I was brought up studying the Bible, but there were always parts of it that felt out of alignment to me. I also couldn’t get down with the hypocrisy I saw and recoiled from the dogmatic ideology that was pushed on me.
By the time I graduated from high school, I had started to shed my identity as a Christian and was exploring other spiritual teachings.
The first book I remember really resonating with me was The Art of Happiness by the Dalai Lama. It was very practical and there wasn’t any talk of hell, or vengeance, or anyone needing to be worshiped and appeased through sacrifice.
When I was 25, I moved out of the Bible Belt in Atlanta to the sunny shores of California. In my ten years in San Francisco, two in LA, and three in San Diego, I lived many lifetimes and traversed multiple dimensions.
My consciousness was expanded by psychedelics, yoga, telling stories on the street for a decade capturing and conveying SOULS of Society, transformative relationships, sound healing, meditation, soul-centered creative expression, healing retreats, and breathwork.
There are so many fun stories to tell about those adventures, but that’s for another time.
By the time I moved back to Atlanta in 2022 when I was 40, I was a very different person.
I had incorporated many different spiritual disciplines and ideologies into my way of life and was sharing the amalgamation of my learnings through the spiritual wellness brand, Dharma Glow.
Jesus started communicating to me on a consistent basis through my intuition and guiding me to go to certain places and explore specific things.
I read a book about my great-grandfather and learned about the grounded way he supported people to grow in the community. He worked with politicians, and other community leaders to make very tangible, practical improvements in Atlanta for the people who needed it the most. An example of his results was one of the first church-sponsored housing projects in the nation, offering affordable, clean, and safe housing for African-Americans.

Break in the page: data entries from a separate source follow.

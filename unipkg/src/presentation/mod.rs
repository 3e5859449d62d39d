pub mod cli;
pub mod report;
//! Step 2: turn identifier entries back into files under the staging root.

use std::fs;
use std::path::{Path, PathBuf};

use tracing::{debug, info};

use crate::detect::embedded::{find_embedded, scans};
use crate::detect::signature::{detect, is_standalone_image};
use crate::domain::{PackageEntry, ResolvedAsset};
use crate::error::Result;
use crate::pathname::resolve;
use crate::policy::Policy;
use crate::repo::PackageRepo;
use crate::stats::Stats;
use crate::util::sanitize::{change_extension, safe_join};

const PROGRESS_EVERY: u64 = 10;
const UNITY_INTERNAL_SUFFIXES: [&str; 5] = [".meta", ".mat", ".prefab", ".unity", ".asset"];
const EDITOR_DIR: &str = "Editor";

/// Why an entry produced no file. None of these are errors.
#[derive(Copy, Clone, Debug, PartialEq, Eq)]
pub enum DropReason {
    /// `pathname` or `asset` is missing.
    Incomplete,
    Unresolvable,
    /// Unity-internal file while running raw-only.
    Filtered,
    EmptyAsset,
    /// Resolved path would land outside the staging root.
    UnsafePath,
}

#[derive(Clone, Debug, PartialEq, Eq)]
pub enum Outcome {
    Extracted(PathBuf),
    /// Destination already existed and overwrite is off.
    Skipped(PathBuf),
    Dropped(DropReason),
}

/// True for files that only make sense inside the Unity editor.
pub fn is_unity_internal(path: &str) -> bool {
    if UNITY_INTERNAL_SUFFIXES.iter().any(|s| path.ends_with(s)) {
        return true;
    }
    let segments: Vec<&str> = path.split(['/', '\\']).collect();
    segments
        .split_last()
        .is_some_and(|(_, dirs)| dirs.contains(&EDITOR_DIR))
}

pub struct Materializer<'a> {
    root: &'a Path,
    policy: Policy,
}

impl<'a> Materializer<'a> {
    pub fn new(root: &'a Path, policy: Policy) -> Self {
        Self { root, policy }
    }

    /// Work out where an entry goes and what it is, without touching disk.
    pub fn resolve_entry(
        &self,
        entry: PackageEntry,
    ) -> std::result::Result<ResolvedAsset, DropReason> {
        let (Some(raw), Some(asset)) = (entry.raw_pathname, entry.asset) else {
            return Err(DropReason::Incomplete);
        };
        let project_path = resolve(&raw).ok_or(DropReason::Unresolvable)?;
        if self.policy.raw_only && is_unity_internal(&project_path) {
            return Err(DropReason::Filtered);
        }
        if asset.is_empty() {
            return Err(DropReason::EmptyAsset);
        }

        let detected = detect(&asset);
        let rel = match detected {
            Some(ext) => change_extension(&project_path, ext),
            None => project_path.clone(),
        };
        let output_path = safe_join(self.root, &rel).ok_or(DropReason::UnsafePath)?;
        Ok(ResolvedAsset {
            project_path,
            detected,
            payload: asset,
            output_path,
        })
    }

    pub fn materialize(&self, entry: PackageEntry, stats: &mut Stats) -> Result<Outcome> {
        let id = entry.id;
        let mut asset = match self.resolve_entry(entry) {
            Ok(a) => a,
            Err(reason) => {
                debug!(%id, ?reason, "dropping entry");
                return Ok(Outcome::Dropped(reason));
            }
        };

        if asset.output_path.exists() && !self.policy.overwrite {
            debug!(%id, path = %asset.output_path.display(), "exists, skipping");
            stats.skipped += 1;
            return Ok(Outcome::Skipped(asset.output_path));
        }

        if self.unwrap_embedded(&mut asset)
            && asset.output_path.exists()
            && !self.policy.overwrite
        {
            debug!(%id, path = %asset.output_path.display(), "embedded target exists, skipping");
            stats.skipped += 1;
            return Ok(Outcome::Skipped(asset.output_path));
        }

        if let Some(parent) = asset.output_path.parent() {
            fs::create_dir_all(parent)?;
        }
        fs::write(&asset.output_path, &asset.payload)?;
        stats.extracted += 1;
        if stats.extracted % PROGRESS_EVERY == 0 {
            info!("processed {} raw files", stats.extracted);
        }
        Ok(Outcome::Extracted(asset.output_path))
    }

    // Returns true when the output path moved. A payload that already starts
    // with its image magic is written as-is.
    fn unwrap_embedded(&self, asset: &mut ResolvedAsset) -> bool {
        if !scans(asset.detected) || is_standalone_image(&asset.payload) {
            return false;
        }
        let Some((payload, ext)) = find_embedded(&asset.payload, asset.detected) else {
            return false;
        };
        let Ok(rel) = asset.output_path.strip_prefix(self.root) else {
            return false;
        };
        let Some(path) = safe_join(self.root, &change_extension(&rel.to_string_lossy(), ext))
        else {
            return false;
        };
        asset.payload = payload;
        let moved = path != asset.output_path;
        asset.output_path = path;
        moved
    }
}

/// Materialize every entry of `repo` under `root`, tallying into `stats`.
pub fn materialize_all(
    repo: &dyn PackageRepo,
    root: &Path,
    policy: Policy,
    stats: &mut Stats,
) -> Result<()> {
    fs::create_dir_all(root)?;
    let m = Materializer::new(root, policy);
    for id in repo.identifiers()? {
        let entry = repo.read_entry(id)?;
        m.materialize(entry, stats)?;
    }
    Ok(())
}

#[cfg(test)]
mod tests {
    use super::*;
    use crate::detect::signature::PNG_SIGNATURE;
    use crate::domain::Guid;

    fn entry(path: &[u8], asset: &[u8]) -> PackageEntry {
        PackageEntry {
            id: Guid::parse("00000000000000000000000000000001").unwrap(),
            raw_pathname: Some(path.to_vec()),
            asset: Some(asset.to_vec()),
        }
    }

    fn png(len: usize) -> Vec<u8> {
        let mut v = PNG_SIGNATURE.to_vec();
        v.resize(len, 0x42);
        v
    }

    #[test]
    fn unity_internal_files() {
        assert!(is_unity_internal("Mats/Skin.mat"));
        assert!(is_unity_internal("Scenes/Main.unity"));
        assert!(is_unity_internal("Scripts/Editor/Tool.cs"));
        assert!(is_unity_internal("Scripts\\Editor\\Tool.cs"));
        assert!(!is_unity_internal("Scripts/Runtime/Editor.cs"));
        assert!(!is_unity_internal("Models/Hero.fbx"));
    }

    #[test]
    fn detected_extension_replaces_original() {
        let root = Path::new("/stage");
        let m = Materializer::new(root, Policy::default());
        let a = m
            .resolve_entry(entry(b"Assets/Tex/skin.asset\n", &png(64)))
            .unwrap();
        assert_eq!(a.project_path, "Tex/skin.asset");
        assert_eq!(a.detected, Some(".png"));
        assert_eq!(a.output_path, PathBuf::from("/stage/Tex/skin.png"));
    }

    #[test]
    fn unknown_payload_keeps_path() {
        let m = Materializer::new(Path::new("/stage"), Policy::default());
        let a = m
            .resolve_entry(entry(b"Assets/Docs/readme.txt", b"hello there, world"))
            .unwrap();
        assert_eq!(a.detected, None);
        assert_eq!(a.output_path, PathBuf::from("/stage/Docs/readme.txt"));
    }

    #[test]
    fn drop_reasons() {
        let m = Materializer::new(
            Path::new("/stage"),
            Policy {
                raw_only: true,
                ..Policy::default()
            },
        );
        let mut incomplete = entry(b"Assets/a.png", b"x");
        incomplete.asset = None;
        assert_eq!(m.resolve_entry(incomplete).unwrap_err(), DropReason::Incomplete);
        assert_eq!(
            m.resolve_entry(entry(b"1234\0", b"data")).unwrap_err(),
            DropReason::Unresolvable
        );
        assert_eq!(
            m.resolve_entry(entry(b"Assets/a.prefab", b"data")).unwrap_err(),
            DropReason::Filtered
        );
        assert_eq!(
            m.resolve_entry(entry(b"Assets/a.png", b"")).unwrap_err(),
            DropReason::EmptyAsset
        );
        assert_eq!(
            m.resolve_entry(entry(b"Assets/../../etc/x.txt", b"data")).unwrap_err(),
            DropReason::UnsafePath
        );
    }

    #[test]
    fn raw_only_off_keeps_internal_files() {
        let m = Materializer::new(Path::new("/stage"), Policy::default());
        assert!(m.resolve_entry(entry(b"Assets/a.prefab", b"data 1234")).is_ok());
    }

    #[test]
    fn writes_then_skips() {
        let dir = tempfile::tempdir().unwrap();
        let m = Materializer::new(dir.path(), Policy::default());
        let mut stats = Stats::default();

        let out = m.materialize(entry(b"Assets/a/b.tex", &png(64)), &mut stats).unwrap();
        let path = dir.path().join("a/b.png");
        assert_eq!(out, Outcome::Extracted(path.clone()));
        assert_eq!(fs::read(&path).unwrap(), png(64));

        let again = m.materialize(entry(b"Assets/a/b.tex", &png(64)), &mut stats).unwrap();
        assert_eq!(again, Outcome::Skipped(path));
        assert_eq!((stats.extracted, stats.skipped), (1, 1));
    }

    #[test]
    fn materializes_every_entry_in_order() {
        use crate::index::inmem::InMemRepo;

        let dir = tempfile::tempdir().unwrap();
        let mut incomplete = entry(b"Assets/c.txt", b"");
        incomplete.id = Guid::parse("00000000000000000000000000000003").unwrap();
        incomplete.asset = None;
        let mut second = entry(b"Assets/Docs/b.txt", b"plain text body");
        second.id = Guid::parse("00000000000000000000000000000002").unwrap();
        let repo = InMemRepo::from_entries([
            incomplete,
            second,
            entry(b"Assets/Docs/a.txt", b"another text body"),
        ]);

        let mut stats = Stats::default();
        materialize_all(&repo, dir.path(), Policy::default(), &mut stats).unwrap();
        assert_eq!(stats.extracted, 2);
        assert!(dir.path().join("Docs/a.txt").exists());
        assert!(dir.path().join("Docs/b.txt").exists());
        assert!(!dir.path().join("c.txt").exists());
    }
}
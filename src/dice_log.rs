// Debug output over semihosting. Only enabled with the `semihosting` feature
// because the core halts on the first print when no debugger is attached.

#[cfg(all(target_os = "none", feature = "semihosting"))]
macro_rules! dice_log {
    ($($arg:tt)*) => {
        // Nothing sensible to do if the debugger went away
        let _ = cortex_m_semihosting::hprintln!($($arg)*);
    };
}

#[cfg(not(all(target_os = "none", feature = "semihosting")))]
macro_rules! dice_log {
    ($($arg:tt)*) => {
        let _ = format_args!($($arg)*);
    };
}
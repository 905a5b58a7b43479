use crate::dice_config::*;
use crate::dice_hardware::DiceHardware;

#[derive(Clone, Copy, Debug, PartialEq, Eq)]
pub enum IdleOutcome {
    /// Button went down before the dice dimmed out
    Pressed,
    /// Nothing happened for the whole idle window, time to sleep
    TimedOut,
}

/// Waits for the button, dimming the leds once the idle window runs out.
pub fn wait_before_sleep<H: DiceHardware>(hardware: &mut H) -> IdleOutcome {
    if wait_for_press(hardware, WAIT_BEFORE_SLEEP_MS) || idle_fade(hardware) {
        return IdleOutcome::Pressed;
    }

    IdleOutcome::TimedOut
}

fn wait_for_press<H: DiceHardware>(hardware: &mut H, ms: u32) -> bool {
    for _ in 0..ms {
        if hardware.button_down() {
            return true;
        }

        hardware.delay_us(1000);
    }

    false
}

/// Dims whatever is on the leds with a cheap software PWM.
/// Returns `true` if the button was pressed meanwhile.
pub fn idle_fade<H: DiceHardware>(hardware: &mut H) -> bool {
    let figure = hardware.current_figure();

    for step in 0..IDLE_FADE_STEPS {
        let duty = IDLE_FADE_LEVELS - step / ((IDLE_FADE_STEPS + 1) / IDLE_FADE_LEVELS);

        hardware.display_figure(figure);
        hardware.delay_us(duty as u32 * IDLE_FADE_SLICE_US);
        hardware.display_figure(0);
        hardware.delay_us((IDLE_FADE_LEVELS - duty) as u32 * IDLE_FADE_SLICE_US);

        if hardware.button_down() {
            return true;
        }
    }

    false
}

/// Powers down until the button wakes the dice up again.
pub fn sleep<H: DiceHardware>(hardware: &mut H) {
    dice_log!("sleeping");

    hardware.clear_outputs();
    hardware.power_down();

    dice_log!("woke up");
}
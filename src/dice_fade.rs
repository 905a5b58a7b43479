use crate::dice_config::{FADE_DURATION_MS, FADE_HOLD_MS};
use crate::dice_faces::{INTENSITY_STEPS, INTENSITY_TABLE};
use crate::dice_hardware::DiceHardware;

// Time each intensity step is held
const FADE_STEP_MS: u32 = FADE_DURATION_MS / INTENSITY_STEPS as u32;

#[derive(Clone, Copy, Debug, PartialEq, Eq)]
pub enum FadeOutcome {
    Completed,
    Interrupted,
}

/// Fades the decoration led out after a finished throw.
pub fn fade<H: DiceHardware>(hardware: &mut H) -> FadeOutcome {
    hardware.enable_decoration();
    hardware.set_decoration_duty(0xff);

    let outcome = run_fade(hardware);

    hardware.disable_decoration();

    outcome
}

fn run_fade<H: DiceHardware>(hardware: &mut H) -> FadeOutcome {
    if hardware.wait_ms_or_pressed(FADE_HOLD_MS) {
        return FadeOutcome::Interrupted;
    }

    for intensity in INTENSITY_TABLE.iter().rev() {
        hardware.set_decoration_duty(*intensity);

        if hardware.wait_ms_or_pressed(FADE_STEP_MS) {
            return FadeOutcome::Interrupted;
        }
    }

    FadeOutcome::Completed
}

Studying his work, I knew I wanted to have more of an impact on the material plane and ground the things I had experienced in astral planes.
In essence, in his reflection, I could see the blueprint for doing my part to create New Earth: a place of health, harmony, peace, and equity.
And I am literally his blood, so I feel the continuity of soul calling and am doing my best to answer it.
I started studying the Bible again and there was still so much that didn’t resonate, especially in the Old Testament. And then one day, I came across a YouTube channel called “Giving Voice to the Wisdom of the Ages”.
It’s full of rare, esoteric spiritual books read by a man named Barry, who has a deep voice that brings incredible depth and resonance to everything he reads.
As far as narration goes, I like to think of him as the “Morgan Freeman” of the spiritual world.
I listened to a lot of the books there and found sources of wisdom that were expansive without man-made distortion.
A few that especially stood out were:
A book about Jesus’ whole life (The Untold Story of Jesus) including the missing years in the Bible
a channeled work Christ Returns: Speaks His Truth
and another channeled work The Way of Mastery
With channeled works, you have to decide for yourself if you believe it comes directly from the Source it’s claiming to channel.
Truth is a feeling, after all.
How do you know if it’s true when someone tells you that they love you?
You feel it.
I feel these works when I listen to them. Christ Returns and The Way of Mastery resonate as true to me.
The former feels like a no-nonsense account of Jesus’ life and an authentic expression of love.
Remember, Jesus wasn’t a Christian. He taught love, not a religion.
Here’s a story to share about the importance of getting information directly from the source.
When I heard Paul Simon’s legendary album, Graceland, I loved it. I enjoy his more straightforward singer/songwriter music too, but on Graceland, he embraced world music and incorporated African singing via the group Ladysmith Black Mambazo.
Songs like “Homeless” give me chills every time I listen to them. They sing in Bantu, a language spoken in certain regions of Africa.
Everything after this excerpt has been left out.